One implication of this is the idea of "six degrees of separation," which states that, roughly speaking, one person can be connected to any other person in a maximum of six steps. Example: Chelsea Clinton knows Bill Clinton who knows Bill Gates. Therefore, Chelsea Clinton is separated by two degrees from Bill Gates. The utility of her network, therefore, is dependent on the connections of the people to whom she is directly connected, such as her father. The value of her network, it could safely be said, is far greater than the value of my network, by dint of the kinds of people to whom she is directly connected.

This is all very interesting stuff. The blogosphere works in much the same way; Technorati's "authority" rankings works on the assumption that the connectedness of a given blog defines its position in the blogosphere firmament. I'm going on about this because I found Discover the Network! which purports to draw a map of the political left in the United States, showing all the connection between its various factions. It describes itself thusly:

This site is a "Guide to the Political Left." It identifies the individuals and organizations that make up the left and also the institutions that fund and sustain it; it maps the paths through which the left exerts its influence on the larger body politic; it defines the left's (often hidden) programmatic agendas and it provides an understanding of its history and ideas.

The site is made up of two principal data elements along with a powerful search engine to locate and explore the information stored.

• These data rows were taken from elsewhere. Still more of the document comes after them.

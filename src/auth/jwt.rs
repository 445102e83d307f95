// src/auth/jwt.rs

use chrono::{Duration, Utc};
use jsonwebtoken::{decode, encode, DecodingKey, EncodingKey, Header, Validation};
use serde::{Deserialize, Serialize};

use super::models::{Role, User};
use crate::config::AuthConfig;
use crate::error::{PortalError, PortalResult};

#[derive(Debug, Clone, Serialize, Deserialize)]
pub struct Claims {
    pub sub: String,        // user_id
    pub role: Role,         // role at issue time; guards re-check storage
    pub exp: usize,         // expiration timestamp
    pub iat: usize,         // issued at timestamp
}

/// HS256 signing keys derived from the configured secret.
#[derive(Clone)]
pub struct JwtKeys {
    encoding: EncodingKey,
    decoding: DecodingKey,
    ttl: Duration,
}

impl JwtKeys {
    pub fn new(config: &AuthConfig) -> Self {
        Self {
            encoding: EncodingKey::from_secret(config.jwt_secret.as_bytes()),
            decoding: DecodingKey::from_secret(config.jwt_secret.as_bytes()),
            ttl: Duration::seconds(config.token_ttl_seconds),
        }
    }

    pub fn create_token(&self, user: &User) -> PortalResult<String> {
        let now = Utc::now();
        let expiration = now
            .checked_add_signed(self.ttl)
            .ok_or_else(|| PortalError::internal("Failed to calculate expiration"))?;

        let claims = Claims {
            sub: user.id.clone(),
            role: user.role,
            exp: expiration.timestamp() as usize,
            iat: now.timestamp() as usize,
        };

        self.encode_claims(&claims)
    }

    pub(crate) fn encode_claims(&self, claims: &Claims) -> PortalResult<String> {
        encode(&Header::default(), claims, &self.encoding)
            .map_err(|e| PortalError::internal(format!("Failed to create token: {e}")))
    }

    pub fn verify_token(&self, token: &str) -> PortalResult<Claims> {
        decode::<Claims>(token, &self.decoding, &Validation::default())
            .map(|data| data.claims)
            .map_err(|_| PortalError::unauthorized("Token is not valid"))
    }
}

The first of these elements is a database of PROFILES of individuals, groups and institutions, which can be accessed through the heptagram on the home page, or the DTN DIRECTORY on the navigation bar. The PROFILES provide thumbnail sketches of histories, agendas and (where significant) funding sources. More than 1,500 such groups and individuals have already been delineated in the PROFILES sections of this base. The information has been culled from public records readily available on the Internet and other sources, whose veracity and authenticity are easily checked.

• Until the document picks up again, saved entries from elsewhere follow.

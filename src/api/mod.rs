// src/api/mod.rs

pub mod error;
pub mod health;
pub mod router;

pub use error::{ApiError, ApiResult};
pub use router::{api_router, create_router};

The second data element of this site consists of a library of articles, which analyze the relationships disclosed in the database and the issues they raise. These analyses are drawn from thousands of articles, both scholarly and journalistic, that have been entered into the base and linked in the TEXT columns that appear on the PROFILE pages. The judgments that inform these analyses are subjective, reflecting informed opinion about the matters at hand. In every case possible, their authors and sources are identified so that users of the database can form their own judgments and opinions about the reliability and value of the analyses.


This makes for very interesting reading. I'd be interested in seeing a similar site devoted to the right.

Wednesday, January 26, 2005

New Web Search Tool

New web search site.

Monday, January 03, 2005

Testing Typepad

I'm testing Typepad right now.  Looks cool to me so far.